Hoje em dia, contudo, qualquer pessoa consegue enviar quantas mensagens quiser a qualquer momento. Nada é perecível e estamos constantemente disponíveis. Mas antigamente as pessoas escreviam cartas. Se você brigasse com alguém na sexta, você tinha que esperar até a segunda-feira da próxima semana para enviar o seu desabafo via Sedex. Você tinha que acompanhar a sua raiva pelo código de rastreio. Mó fita.
E ficamos dependentes dessas coisas. Meu Twitter é como a minha geladeira: mesmo sabendo que não tem nada de novo lá, eu faço questão de abri-lo a cada meia hora.
É aquilo. O corpo humano consegue sobreviver três semanas sem alimento, três dias sem água, mas somente três horas sem wi-fi. Quem nunca contou para um amigo que terminou um relacionamento e a pessoa disse no alto de sua sabedoria:
- Nossa, mas você não parece triste no Instagram.
Sim, porque as pessoas mentem lá. Se você termina um relacionamento, você não posta uma foto sua comendo sorvete às 3 da matina assistindo pela décima vez Orgulho e Preconceito (de 2005, óbvio). Claro que não. O que você faz é postar uma foto sua de uma viagem feita há 3 anos para a Argentina, onde você abraçou um leão totalmente drogado. Você garante que a única pessoa triste na sua grade de fotos seja esse leão.
E aí, em troca desse acesso à informação, da comunicação instantânea e da venda de nós mesmos como mercadorias, ganhamos problemas de ansiedade e validação pessoal. Que belo acordo. Eu ainda fico espantado como na internet a gente naturaliza umas coisas que, no meu tempo, todo mundo abominava. No meu tempo, a gente achava que vaidade era uma coisa meio patética. Hoje, você invade o espaço do outro através de postagens para falar de você. Na internet, todo mundo é uma testemunha de Jeová si mesmo. “Oi, tudo bem? Você tem um minutinho para falar de mim?”.
Mas aí que mora a ilusão. Na internet, eu sei das opiniões, dos gostos, dos desejos, dos lugares e dos amigos de fulano, mas não sei de fulano. Estamos imersos no mar dos algoritmos e gostamos das águas. Há tanto em tudo e, ao mesmo tempo, não há nada, o que é meio assustador.

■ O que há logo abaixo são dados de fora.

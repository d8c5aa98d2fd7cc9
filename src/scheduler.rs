//! Fixed-period tick loop with a single tick in flight.

use anyhow::Result;
use async_trait::async_trait;
use std::sync::Arc;
use std::time::Duration;
use tokio::sync::watch;
use tokio::time::{Instant, sleep_until};
use tracing::{Instrument, debug, error, info_span};

/// One unit of scheduled work.
#[async_trait]
pub trait Job: Send + Sync {
    async fn run(&self) -> Result<()>;
}

/// Stops a running [`Scheduler`] once the current tick has finished.
#[derive(Clone)]
pub struct ShutdownHandle {
    tx: Arc<watch::Sender<bool>>,
}

impl ShutdownHandle {
    pub fn shutdown(&self) {
        debug!("Scheduler shutdown requested");
        self.tx.send_replace(true);
    }
}

pub struct Scheduler {
    period: Duration,
    shutdown: Arc<watch::Sender<bool>>,
}

impl Scheduler {
    /// # Panics
    /// Panics if `period` is zero.
    pub fn new(period: Duration) -> Self {
        assert!(!period.is_zero(), "scheduler period must be non-zero");
        let (tx, _) = watch::channel(false);
        Scheduler {
            period,
            shutdown: Arc::new(tx),
        }
    }

    pub fn shutdown_handle(&self) -> ShutdownHandle {
        ShutdownHandle {
            tx: Arc::clone(&self.shutdown),
        }
    }

    /// Runs `job` immediately and then once per period until shutdown.
    ///
    /// Ticks run inline, so a slow job delays the loop instead of overlapping
    /// with the next tick. Periods that elapse while a tick is still running
    /// are dropped and the next tick waits for the following period boundary.
    /// Returns the number of ticks executed.
    pub async fn run<J: Job + ?Sized>(&self, job: &J) -> usize {
        let mut stop = self.shutdown.subscribe();
        let mut due = Instant::now();

        let mut ticks = 0;
        loop {
            if *stop.borrow_and_update() {
                break;
            }

            tokio::select! {
                biased;
                changed = stop.changed() => {
                    if changed.is_err() {
                        break;
                    }
                    continue;
                }
                _ = sleep_until(due) => {}
            }

            ticks += 1;
            self.tick(job).instrument(info_span!("tick", n = ticks)).await;
            due = self.next_due(due, Instant::now());
        }

        debug!(ticks, "Scheduler stopped");
        ticks
    }

    /// First period boundary after `scheduled` that is not already in the past.
    fn next_due(&self, scheduled: Instant, now: Instant) -> Instant {
        let next = scheduled + self.period;
        if next >= now {
            return next;
        }
        let missed = (now - next).as_nanos().div_ceil(self.period.as_nanos());
        debug!(missed, "Tick overran its period, skipping missed ticks");
        next + self.period * u32::try_from(missed).unwrap_or(u32::MAX)
    }

    /// Runs a single tick. Errors are logged here and never escape.
    pub async fn tick<J: Job + ?Sized>(&self, job: &J) -> bool {
        match job.run().await {
            Ok(()) => true,
            Err(e) => {
                error!("Tick failed: {e:#}");
                false
            }
        }
    }
}

#[cfg(test)]
mod tests {
    use super::*;
    use std::sync::atomic::{AtomicUsize, Ordering};
    use tokio::time::sleep;

    #[derive(Default)]
    struct CountingJob {
        runs: AtomicUsize,
    }

    #[async_trait]
    impl Job for CountingJob {
        async fn run(&self) -> Result<()> {
            self.runs.fetch_add(1, Ordering::SeqCst);
            Ok(())
        }
    }

    #[derive(Default)]
    struct FailingJob {
        runs: AtomicUsize,
    }

    #[async_trait]
    impl Job for FailingJob {
        async fn run(&self) -> Result<()> {
            self.runs.fetch_add(1, Ordering::SeqCst);
            anyhow::bail!("upstream unavailable")
        }
    }

    struct SlowJob {
        duration: Duration,
        origin: Instant,
        starts: std::sync::Mutex<Vec<u64>>,
        in_flight: AtomicUsize,
        max_in_flight: AtomicUsize,
    }

    impl SlowJob {
        fn new(duration: Duration) -> Self {
            SlowJob {
                duration,
                origin: Instant::now(),
                starts: std::sync::Mutex::new(Vec::new()),
                in_flight: AtomicUsize::new(0),
                max_in_flight: AtomicUsize::new(0),
            }
        }

        fn starts(&self) -> Vec<u64> {
            self.starts.lock().unwrap().clone()
        }
    }

    #[async_trait]
    impl Job for SlowJob {
        async fn run(&self) -> Result<()> {
            let elapsed = self.origin.elapsed().as_secs();
            self.starts.lock().unwrap().push(elapsed);
            let now = self.in_flight.fetch_add(1, Ordering::SeqCst) + 1;
            self.max_in_flight.fetch_max(now, Ordering::SeqCst);
            sleep(self.duration).await;
            self.in_flight.fetch_sub(1, Ordering::SeqCst);
            Ok(())
        }
    }

    #[tokio::test(start_paused = true)]
    async fn test_first_tick_is_immediate_then_periodic() {
        let scheduler = Scheduler::new(Duration::from_secs(600));
        let handle = scheduler.shutdown_handle();
        let job = Arc::new(CountingJob::default());

        let task = {
            let job = Arc::clone(&job);
            tokio::spawn(async move { scheduler.run(job.as_ref()).await })
        };

        sleep(Duration::from_secs(1)).await;
        assert_eq!(job.runs.load(Ordering::SeqCst), 1);

        sleep(Duration::from_secs(598)).await;
        assert_eq!(job.runs.load(Ordering::SeqCst), 1);

        sleep(Duration::from_secs(2)).await;
        assert_eq!(job.runs.load(Ordering::SeqCst), 2);

        handle.shutdown();
        assert_eq!(task.await.unwrap(), 2);
    }

    #[tokio::test(start_paused = true)]
    async fn test_failed_ticks_do_not_stop_the_loop() {
        let scheduler = Scheduler::new(Duration::from_secs(10));
        let handle = scheduler.shutdown_handle();
        let job = Arc::new(FailingJob::default());

        let task = {
            let job = Arc::clone(&job);
            tokio::spawn(async move { scheduler.run(job.as_ref()).await })
        };

        sleep(Duration::from_secs(25)).await;
        handle.shutdown();

        assert_eq!(task.await.unwrap(), 3);
        assert_eq!(job.runs.load(Ordering::SeqCst), 3);
    }

    #[tokio::test(start_paused = true)]
    async fn test_slow_ticks_never_overlap() {
        let scheduler = Scheduler::new(Duration::from_secs(10));
        let handle = scheduler.shutdown_handle();
        let job = Arc::new(SlowJob::new(Duration::from_secs(25)));

        let task = {
            let job = Arc::clone(&job);
            tokio::spawn(async move { scheduler.run(job.as_ref()).await })
        };

        sleep(Duration::from_secs(100)).await;
        handle.shutdown();
        let ticks = task.await.unwrap();

        assert_eq!(job.max_in_flight.load(Ordering::SeqCst), 1);
        assert_eq!(job.starts(), vec![0, 30, 60, 90]);
        assert_eq!(ticks, 4);
    }

    #[tokio::test(start_paused = true)]
    async fn test_overrun_waits_for_next_period_boundary() {
        let scheduler = Scheduler::new(Duration::from_secs(10));
        let handle = scheduler.shutdown_handle();
        let job = Arc::new(SlowJob::new(Duration::from_secs(15)));

        let task = {
            let job = Arc::clone(&job);
            tokio::spawn(async move { scheduler.run(job.as_ref()).await })
        };

        sleep(Duration::from_secs(62)).await;
        handle.shutdown();
        task.await.unwrap();

        // Ticks due at 10, 30 and 50 fall inside a running tick and are dropped
        assert_eq!(job.starts(), vec![0, 20, 40, 60]);
    }

    #[test]
    fn test_next_due_skips_to_following_boundary() {
        let scheduler = Scheduler::new(Duration::from_secs(10));
        let start = Instant::now();
        let secs = Duration::from_secs;

        assert_eq!(scheduler.next_due(start, start + secs(3)), start + secs(10));
        assert_eq!(scheduler.next_due(start, start + secs(10)), start + secs(10));
        assert_eq!(scheduler.next_due(start, start + secs(15)), start + secs(20));
        assert_eq!(scheduler.next_due(start, start + secs(20)), start + secs(20));
        assert_eq!(scheduler.next_due(start, start + secs(21)), start + secs(30));
    }

    #[tokio::test(start_paused = true)]
    async fn test_shutdown_before_run_executes_no_ticks() {
        let scheduler = Scheduler::new(Duration::from_secs(10));
        scheduler.shutdown_handle().shutdown();

        let job = CountingJob::default();
        assert_eq!(scheduler.run(&job).await, 0);
        assert_eq!(job.runs.load(Ordering::SeqCst), 0);
    }

    #[tokio::test]
    async fn test_tick_reports_outcome() {
        let scheduler = Scheduler::new(Duration::from_secs(10));
        assert!(scheduler.tick(&CountingJob::default()).await);
        assert!(!scheduler.tick(&FailingJob::default()).await);
    }

    #[test]
    #[should_panic(expected = "scheduler period must be non-zero")]
    fn test_zero_period_is_rejected() {
        Scheduler::new(Duration::ZERO);
    }
}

E é precisamente esse horror, na minha leitura, que Jordan Peele tentou explorar em seu novo filme Nope.
Na história, Daniel Kaluuya e Keke Palmer interpretam respectivamente OJ Haywood e sua irmã Emerald. Os dois são os descendentes do jóquei negro imortalizado no experimento “O Cavalo em Movimento” de Eadweard Muybridge, que em 1878 fotografou com sucesso o galope de um cavalo quadro a quadro, usando uma série de 24 câmeras. O experimento foi considerado o primeiro filme feito e o jóquei (ao contrário do cavalo) foi esquecido pela história. Além de irmãos, OJ e Emerald são responsáveis por cuidar de um rancho, onde treinam cavalos para aparições em filmes. Mas depois da morte do patriarca da família, o negócio anda mal das pernas, e o vizinho deles, Ricky Park, interpretado por Steven Yeun, quer comprar a propriedade e integrá-la a um parque temático da região. Tudo isso muda, no entanto, quando um disco voador começa a sobrevoar o rancho e os irmãos enxergam uma oportunidade de obter sucesso e dinheiro filmando o objeto. Eu sei. Muita coisa pra processar e eu não contei nem os 20 primeiros minutos do filme.

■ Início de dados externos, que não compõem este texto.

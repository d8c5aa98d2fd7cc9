//! Core business logic abstractions

pub mod cache;
pub mod config;
pub mod currency;
pub mod log;
pub mod pair;
pub mod rate;

// Re-export main types for cleaner imports
pub use currency::{FetchError, RateSource};
pub use pair::CurrencyPair;
pub use rate::{MissingRatePolicy, RateMapping, RateRecord, RateSnapshot};
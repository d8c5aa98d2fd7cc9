//! Projects upstream rate mappings onto the configured currency pairs.

use chrono::{DateTime, Utc};
use rust_decimal::Decimal;
use std::sync::Arc;
use tracing::{debug, instrument, warn};

use crate::core::cache::RateMemory;
use crate::core::{
    CurrencyPair, FetchError, MissingRatePolicy, RateMapping, RateRecord, RateSnapshot, RateSource,
};

pub struct RateFetcher {
    source: Arc<dyn RateSource>,
    policy: MissingRatePolicy,
    last_known: RateMemory,
}

impl RateFetcher {
    pub fn new(source: Arc<dyn RateSource>, policy: MissingRatePolicy) -> Self {
        RateFetcher {
            source,
            policy,
            last_known: RateMemory::new(),
        }
    }

    /// Fetches the latest rates once and builds a snapshot for `pairs`.
    ///
    /// Request failures are logged and produce an empty snapshot. A body that
    /// cannot be decoded is returned as an error.
    #[instrument(skip_all, fields(pairs = pairs.len()))]
    pub async fn fetch(&self, pairs: &[CurrencyPair]) -> Result<RateSnapshot, FetchError> {
        let mapping = match self.source.latest().await {
            Ok(mapping) => mapping,
            Err(e) if e.is_transport() => {
                warn!(error = %e, "Exchange rate request failed");
                return Ok(RateSnapshot::empty());
            }
            Err(e) => return Err(e),
        };

        self.snapshot(&mapping, pairs, Utc::now()).await
    }

    /// Builds the snapshot for one mapping with every record stamped `at`.
    pub async fn snapshot(
        &self,
        mapping: &RateMapping,
        pairs: &[CurrencyPair],
        at: DateTime<Utc>,
    ) -> Result<RateSnapshot, FetchError> {
        let mut records = Vec::with_capacity(pairs.len());
        for pair in pairs {
            if let Some(value) = self.resolve(mapping, pair).await? {
                records.push(RateRecord {
                    pair: pair.clone(),
                    value,
                    timestamp: at,
                });
            }
        }

        if self.policy == MissingRatePolicy::CarryForward {
            self.last_known.remember(mapping).await;
        }

        Ok(RateSnapshot::new(records))
    }

    async fn resolve(
        &self,
        mapping: &RateMapping,
        pair: &CurrencyPair,
    ) -> Result<Option<Decimal>, FetchError> {
        if let Some(rate) = mapping.get(&pair.target) {
            return Ok(Some(rate));
        }

        debug!(%pair, policy = ?self.policy, "No upstream rate for pair");
        match self.policy {
            MissingRatePolicy::ZeroFill => Ok(Some(Decimal::ZERO)),
            MissingRatePolicy::Omit => Ok(None),
            MissingRatePolicy::Fail => Err(FetchError::MissingRate(pair.clone())),
            MissingRatePolicy::CarryForward => Ok(Some(
                self.last_known
                    .recall(&pair.target)
                    .await
                    .unwrap_or(Decimal::ZERO),
            )),
        }
    }
}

Mas aqui está o que me chamou atenção nessa trama doida: é uma história de OVNIs na qual os protagonistas não parecem interessados em matar alienígenas, mas fazer um registro da “coisa” para benefício próprio. Nesse sentido, o filme reflete muito bem a nossa relação com as novas mídias. A vida hoje é menos sobre o que acontece e mais sobre quais vantagens podemos tirar dessas experiências no âmbito digital.
E Jordan Peele não tece essa crítica de um jeito infantil. Há sempre um ponto de vista forte, social, sobre essa realidade pra lá de esquisita que a gente se meteu. Esses irmãos representam o legado de um homem que foi apagado da história. O registro não é apenas uma forma de salvar o rancho, ganhar dinheiro e ficar famoso. É uma espécie de reparação. Diferente do jóquei de Eadweard Muybridge, é um jeito desses irmãos alcançarem a imortalidade ou uma matéria na Oprah, o que vier primeiro.
E essa ideia de tentar “corrigir” o passado retorna em outra subtrama da história, quando Park, que foi um ex-ator mirim em uma sitcom dos anos 90, rememora as filmagens do último episódio da série. Na ocasião, um chimpanzé passou por uma ataque de raiva violenta e acabou matando, mutilando e desfigurando atores no set. Park foi o único poupado da fúria do bicho. E, mais tarde, já adulto, a forma que Park tenta lidar com esse trauma é lucrando com a curiosidade mórbida das pessoas sobre o evento. O que me leva novamente ao nosso relacionamento disfuncional com as mídias digitais, onde tudo que deveria causar repulsa acaba por ser comercializado. Um verdadeiro show de horrores bastante rentável, diga-se de passagem.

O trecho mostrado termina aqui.